## [EXERCISE DESCRIPTION]
Where the string "MatchContext" occurs in the material below, report the whole line.

## [DATASET RECORDS]
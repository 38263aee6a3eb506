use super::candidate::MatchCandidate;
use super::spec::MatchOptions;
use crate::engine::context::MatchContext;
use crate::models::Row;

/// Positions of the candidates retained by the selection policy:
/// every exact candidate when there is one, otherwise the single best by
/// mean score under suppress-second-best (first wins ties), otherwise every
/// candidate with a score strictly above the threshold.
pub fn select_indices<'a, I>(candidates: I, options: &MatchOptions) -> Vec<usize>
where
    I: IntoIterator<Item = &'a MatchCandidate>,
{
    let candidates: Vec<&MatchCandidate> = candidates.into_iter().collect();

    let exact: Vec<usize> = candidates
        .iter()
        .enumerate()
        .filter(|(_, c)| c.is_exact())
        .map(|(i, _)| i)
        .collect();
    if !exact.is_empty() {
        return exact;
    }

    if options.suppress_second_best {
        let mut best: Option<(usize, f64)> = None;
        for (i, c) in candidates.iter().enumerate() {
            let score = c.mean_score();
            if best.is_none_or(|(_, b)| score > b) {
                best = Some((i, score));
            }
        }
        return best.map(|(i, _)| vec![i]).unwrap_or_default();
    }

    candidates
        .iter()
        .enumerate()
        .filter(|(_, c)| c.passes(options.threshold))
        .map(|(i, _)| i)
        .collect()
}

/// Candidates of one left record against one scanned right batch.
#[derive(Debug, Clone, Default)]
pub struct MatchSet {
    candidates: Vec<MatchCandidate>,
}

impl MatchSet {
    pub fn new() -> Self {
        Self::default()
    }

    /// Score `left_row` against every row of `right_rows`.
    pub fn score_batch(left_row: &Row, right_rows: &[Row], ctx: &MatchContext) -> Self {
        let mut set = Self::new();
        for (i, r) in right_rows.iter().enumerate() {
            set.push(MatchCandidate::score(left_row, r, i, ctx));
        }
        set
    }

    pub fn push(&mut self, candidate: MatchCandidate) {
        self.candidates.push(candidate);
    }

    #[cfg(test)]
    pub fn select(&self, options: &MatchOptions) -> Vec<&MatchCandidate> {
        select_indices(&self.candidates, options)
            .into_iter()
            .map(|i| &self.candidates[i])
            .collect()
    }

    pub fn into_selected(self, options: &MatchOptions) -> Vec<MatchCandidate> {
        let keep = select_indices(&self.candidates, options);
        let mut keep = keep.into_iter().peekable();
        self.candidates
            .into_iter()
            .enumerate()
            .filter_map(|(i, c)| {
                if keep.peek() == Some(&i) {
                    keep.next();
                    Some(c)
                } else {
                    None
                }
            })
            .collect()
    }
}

---

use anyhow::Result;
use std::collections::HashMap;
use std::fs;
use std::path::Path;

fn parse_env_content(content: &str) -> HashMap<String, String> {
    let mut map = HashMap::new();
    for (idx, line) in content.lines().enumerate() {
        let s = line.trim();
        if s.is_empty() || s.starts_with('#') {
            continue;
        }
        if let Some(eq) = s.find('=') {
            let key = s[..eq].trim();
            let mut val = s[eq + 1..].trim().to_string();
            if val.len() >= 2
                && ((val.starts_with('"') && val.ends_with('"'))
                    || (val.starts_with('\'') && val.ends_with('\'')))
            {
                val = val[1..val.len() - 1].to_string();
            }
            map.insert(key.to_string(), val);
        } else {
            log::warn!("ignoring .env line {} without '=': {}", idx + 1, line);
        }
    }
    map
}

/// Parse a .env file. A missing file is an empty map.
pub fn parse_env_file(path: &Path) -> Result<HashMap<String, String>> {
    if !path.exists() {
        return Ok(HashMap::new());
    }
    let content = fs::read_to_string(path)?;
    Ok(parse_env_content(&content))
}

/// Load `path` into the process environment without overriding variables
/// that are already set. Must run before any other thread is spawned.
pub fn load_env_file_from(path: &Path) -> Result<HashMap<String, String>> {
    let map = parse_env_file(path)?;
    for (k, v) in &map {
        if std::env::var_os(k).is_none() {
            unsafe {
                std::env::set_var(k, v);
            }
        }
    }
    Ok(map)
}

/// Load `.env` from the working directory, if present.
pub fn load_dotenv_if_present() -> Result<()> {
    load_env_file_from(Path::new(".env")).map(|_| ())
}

--

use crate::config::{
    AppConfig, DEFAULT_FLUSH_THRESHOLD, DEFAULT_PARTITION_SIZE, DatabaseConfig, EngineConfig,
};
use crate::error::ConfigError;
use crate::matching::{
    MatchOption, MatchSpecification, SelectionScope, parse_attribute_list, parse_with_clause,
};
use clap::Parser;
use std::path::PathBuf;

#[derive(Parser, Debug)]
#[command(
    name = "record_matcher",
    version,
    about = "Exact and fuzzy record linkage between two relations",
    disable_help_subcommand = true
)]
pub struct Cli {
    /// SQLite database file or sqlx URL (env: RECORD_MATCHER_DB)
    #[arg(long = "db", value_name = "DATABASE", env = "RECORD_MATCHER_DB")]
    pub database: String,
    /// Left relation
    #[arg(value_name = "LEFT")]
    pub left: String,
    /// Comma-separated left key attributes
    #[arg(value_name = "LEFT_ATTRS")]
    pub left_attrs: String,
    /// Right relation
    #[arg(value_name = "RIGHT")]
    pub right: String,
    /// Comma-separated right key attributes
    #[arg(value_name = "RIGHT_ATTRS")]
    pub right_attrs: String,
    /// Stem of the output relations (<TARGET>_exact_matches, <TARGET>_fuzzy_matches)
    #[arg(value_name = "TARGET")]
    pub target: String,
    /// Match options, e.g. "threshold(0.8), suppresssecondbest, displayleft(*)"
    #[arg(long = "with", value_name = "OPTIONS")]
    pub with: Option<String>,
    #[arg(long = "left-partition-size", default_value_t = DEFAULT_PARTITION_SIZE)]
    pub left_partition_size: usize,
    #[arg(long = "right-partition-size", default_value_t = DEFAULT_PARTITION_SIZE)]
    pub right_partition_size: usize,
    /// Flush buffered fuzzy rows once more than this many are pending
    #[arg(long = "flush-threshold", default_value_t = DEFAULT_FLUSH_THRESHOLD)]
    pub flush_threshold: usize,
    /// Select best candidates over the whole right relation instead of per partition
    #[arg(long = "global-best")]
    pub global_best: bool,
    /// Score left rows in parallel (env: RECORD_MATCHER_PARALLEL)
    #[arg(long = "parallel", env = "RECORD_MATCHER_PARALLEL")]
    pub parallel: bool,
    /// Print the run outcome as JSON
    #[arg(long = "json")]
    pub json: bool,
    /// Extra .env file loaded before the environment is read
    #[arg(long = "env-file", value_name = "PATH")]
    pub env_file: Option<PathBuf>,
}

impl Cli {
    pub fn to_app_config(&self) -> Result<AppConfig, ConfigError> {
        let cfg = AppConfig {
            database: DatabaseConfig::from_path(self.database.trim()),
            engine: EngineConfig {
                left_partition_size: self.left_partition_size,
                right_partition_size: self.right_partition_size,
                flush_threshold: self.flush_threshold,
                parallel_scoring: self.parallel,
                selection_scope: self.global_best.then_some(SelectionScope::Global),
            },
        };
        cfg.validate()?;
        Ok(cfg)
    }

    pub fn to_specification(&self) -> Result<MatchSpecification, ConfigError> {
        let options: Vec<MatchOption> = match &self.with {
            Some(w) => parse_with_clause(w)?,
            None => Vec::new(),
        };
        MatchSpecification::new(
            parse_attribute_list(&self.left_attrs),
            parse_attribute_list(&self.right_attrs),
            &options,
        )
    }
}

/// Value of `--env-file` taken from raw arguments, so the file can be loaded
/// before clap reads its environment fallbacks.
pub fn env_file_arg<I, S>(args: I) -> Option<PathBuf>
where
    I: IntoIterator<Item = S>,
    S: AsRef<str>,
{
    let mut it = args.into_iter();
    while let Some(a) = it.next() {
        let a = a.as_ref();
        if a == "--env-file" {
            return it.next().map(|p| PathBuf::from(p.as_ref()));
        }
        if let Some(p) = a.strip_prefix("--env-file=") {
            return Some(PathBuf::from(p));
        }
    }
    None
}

## [EXERCISE RESPONSE]
use crate::engine::context::MatchContext;
    pub fn score_batch(left_row: &Row, right_rows: &[Row], ctx: &MatchContext) -> Self {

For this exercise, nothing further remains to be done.